Solemos pensar que el asesinato
indiscriminado, el abuso de poder, y la persecución del diferente
permanecen extramuros de nuestros cómodos torreones occidentales. Sin
embargo, debemos hacer un alto en el camino y acordarnos de lo que
sucede cuando la democracia es cuestionada. Hitler y Stalin no fueron extraterrestres de Ganímedes,
fueron seres humanos como nosotros, así como toda la larga, silenciosa y
anónima cadena desde los tiranos hasta los ejecutores. Parafraseando al
gran estudioso del Holocausto, Raul Hilberg, “fueron hombres quienes a otros hombres hicieron esto”.

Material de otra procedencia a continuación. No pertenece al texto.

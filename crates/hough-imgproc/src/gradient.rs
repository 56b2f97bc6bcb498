//! Gradient estimation.
//!
//! The Hough voting only needs a direction per pixel, so the estimator is exposed as the
//! [`GradientOperator`] trait and callers can swap the default derivative of gaussian for a
//! deterministic field in tests.

use hough_image::{Image, ImageError};

use crate::filter::{kernels, separable_filter_with_strategy};
use crate::parallel::ExecutionStrategy;

/// Gradients with a norm at or below this value carry no usable direction.
pub const GRADIENT_EPSILON: f32 = 1e-6;

/// Dense gradient of an image, xy-ordered per pixel.
#[derive(Debug, Clone, PartialEq)]
pub struct GradientField {
    /// Derivative along x (columns).
    pub gx: Image<f32, 1>,
    /// Derivative along y (rows).
    pub gy: Image<f32, 1>,
}

impl GradientField {
    /// Gradient vector `[gx, gy]` at pixel `(x, y)`.
    ///
    /// PRECONDITION: `(x, y)` lies inside the field.
    #[inline]
    pub fn at(&self, x: usize, y: usize) -> [f32; 2] {
        let idx = y * self.gx.cols() + x;
        [self.gx.as_slice()[idx], self.gy.as_slice()[idx]]
    }

    /// Unit direction of the gradient at `(x, y)`, or `None` when the norm is negligible.
    pub fn direction(&self, x: usize, y: usize) -> Option<[f32; 2]> {
        let [gx, gy] = self.at(x, y);
        let norm = gx.hypot(gy);
        if norm.is_finite() && norm > GRADIENT_EPSILON {
            Some([gx / norm, gy / norm])
        } else {
            None
        }
    }
}

/// Estimates the gradient of an image at a given scale.
pub trait GradientOperator {
    /// Compute the gradient field of `src` smoothed at scale `sigma` (physical units).
    fn compute(&self, src: &Image<f32, 1>, sigma: f32) -> Result<GradientField, ImageError>;

    /// Run the following computations with the given strategy. Ignored by default.
    fn set_strategy(&mut self, _strategy: ExecutionStrategy) {}
}

/// Derivative of gaussian gradient estimator.
///
/// Each component is a separable correlation with a gaussian derivative along its own axis
/// and a gaussian along the other one.
#[derive(Debug, Clone, Copy)]
pub struct DerivativeOfGaussian {
    /// Interpret `sigma` in physical units and return derivatives per unit length.
    pub use_image_spacing: bool,
    /// Execution strategy of the filter passes.
    pub strategy: ExecutionStrategy,
}

impl Default for DerivativeOfGaussian {
    fn default() -> Self {
        Self {
            use_image_spacing: true,
            strategy: ExecutionStrategy::default(),
        }
    }
}

impl GradientOperator for DerivativeOfGaussian {
    fn set_strategy(&mut self, strategy: ExecutionStrategy) {
        self.strategy = strategy;
    }

    fn compute(&self, src: &Image<f32, 1>, sigma: f32) -> Result<GradientField, ImageError> {
        let spacing = if self.use_image_spacing {
            src.spacing()
        } else {
            [1.0, 1.0]
        };

        let sigma_x = sigma / spacing[0] as f32;
        let sigma_y = sigma / spacing[1] as f32;

        let smooth_x = kernels::gaussian_kernel_1d(kernels::kernel_size_from_sigma(sigma_x), sigma_x);
        let smooth_y = kernels::gaussian_kernel_1d(kernels::kernel_size_from_sigma(sigma_y), sigma_y);
        let deriv_x = scaled(
            kernels::gaussian_derivative_kernel_1d(kernels::kernel_size_from_sigma(sigma_x), sigma_x),
            spacing[0],
        );
        let deriv_y = scaled(
            kernels::gaussian_derivative_kernel_1d(kernels::kernel_size_from_sigma(sigma_y), sigma_y),
            spacing[1],
        );

        let mut gx = src.full_like(0.0f32);
        separable_filter_with_strategy(src, &mut gx, &deriv_x, &smooth_y, self.strategy)?;

        let mut gy = src.full_like(0.0f32);
        separable_filter_with_strategy(src, &mut gy, &smooth_x, &deriv_y, self.strategy)?;

        Ok(GradientField { gx, gy })
    }
}

/// Convert a per-pixel derivative kernel into a per-unit-length one.
fn scaled(mut kernel: Vec<f32>, spacing: f64) -> Vec<f32> {
    kernel.iter_mut().for_each(|k| *k /= spacing as f32);
    kernel
}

Si aspiramos a seguir teniendo
sociedades abiertas y pacíficas, nunca la voluntad de un grupo puede
apropiarse de nuestros derechos individuales como ciudadanos, sin
distinción ni excusa. Nunca, ningún concepto u ofrenda, por loable o
hermoso que se presente (“justicia”, “prosperidad”, “futuro”)
debe estar por encima de nuestra propia libertad ni de toda la
estructura que la protege: los contrapesos al poder, la educación basada
en el respeto, la prensa libre, la presunción de inocencia y todos los
demás instrumentos que los totalitarismos aspiran a derruir.

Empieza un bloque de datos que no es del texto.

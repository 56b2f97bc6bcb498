#![deny(missing_docs)]
#![doc = env!("CARGO_PKG_DESCRIPTION")]

/// image filtering module.
pub mod filter;

/// image gradient estimation module.
pub mod gradient;

/// module containing parallization utilities.
pub mod parallel;

/// operations to threshold images.
pub mod threshold;
/// A circle hypothesis extracted from the vote accumulator.
#[derive(Debug, Clone, Copy, PartialEq)]
#[cfg_attr(feature = "serde", derive(serde::Serialize, serde::Deserialize))]
pub struct Circle {
    /// Index of the center cell, `[x, y]`.
    pub center: [usize; 2],
    /// Physical position of the center, `origin + center * spacing`.
    pub center_point: [f64; 2],
    /// Radius in the length units of the configuration.
    pub radius: f64,
    /// Smoothed accumulator value at the center when the circle was extracted.
    pub votes: f32,
}
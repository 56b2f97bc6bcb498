use hough_image::ImageError;
use hough_imgproc::parallel::ParallelError;

/// Errors that can occur when detecting circles.
#[derive(Debug, thiserror::Error)]
pub enum HoughError {
    /// Error related to image.
    #[error(transparent)]
    Image(#[from] ImageError),

    /// Error related to the execution strategy.
    #[error(transparent)]
    Parallel(#[from] ParallelError),

    /// The minimum radius is greater than the maximum radius.
    #[error("Minimum radius ({min}) is greater than maximum radius ({max})")]
    InvalidRadiusRange {
        /// The configured minimum radius.
        min: f64,
        /// The configured maximum radius.
        max: f64,
    },

    /// A parameter is negative or not finite.
    #[error("Invalid value for {name}: {value}")]
    InvalidParameter {
        /// Name of the offending parameter.
        name: &'static str,
        /// The rejected value.
        value: f64,
    },

    /// The detector was run before an input image was set.
    #[error("No input image has been set")]
    MissingInput,
}
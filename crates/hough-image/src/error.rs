/// An error type for the image module.
#[derive(thiserror::Error, Debug, PartialEq)]
pub enum ImageError {
    /// Error when the data length does not match the image size.
    #[error("Data length ({0}) does not match the image size ({1})")]
    InvalidChannelShape(usize, usize),

    /// Error when two images that must share a size do not.
    #[error("Image size mismatch: {0}x{1} vs {2}x{3}")]
    InvalidImageSize(usize, usize, usize, usize),

    /// Error when the pixel coordinates are out of bounds.
    #[error("Pixel coordinates ({0}, {1}) are out of bounds ({2}, {3})")]
    PixelIndexOutOfBounds(usize, usize, usize, usize),

    /// Error when the channel index is out of bounds.
    #[error("Channel index ({0}) is out of bounds ({1})")]
    ChannelIndexOutOfBounds(usize, usize),

    /// Error when a filter kernel is empty.
    #[error("Invalid kernel length: ({0}, {1})")]
    InvalidKernelLength(usize, usize),

    /// Error when the pixel spacing is not strictly positive and finite.
    #[error("Invalid pixel spacing ({0}, {1})")]
    InvalidSpacing(f64, f64),

    /// Error when the work could not be scheduled on a thread pool.
    #[error("Failed to execute the operation: {0}")]
    ExecutionError(String),
}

La advertencia de Popper, en este día de recuerdo a las víctimas del totalitarismo, es muy actual: aquellos que nos prometen el paraíso, terminarán trayéndonos el infierno. Sin metáforas, el totalitarismo mata en masa y nuestras democracias son muy preciadas. Hoy es un día para recordar ambas cosas.
Elías Cohen es abogado, analista político y Secretario General de la Federación de Comunidades Judías de España.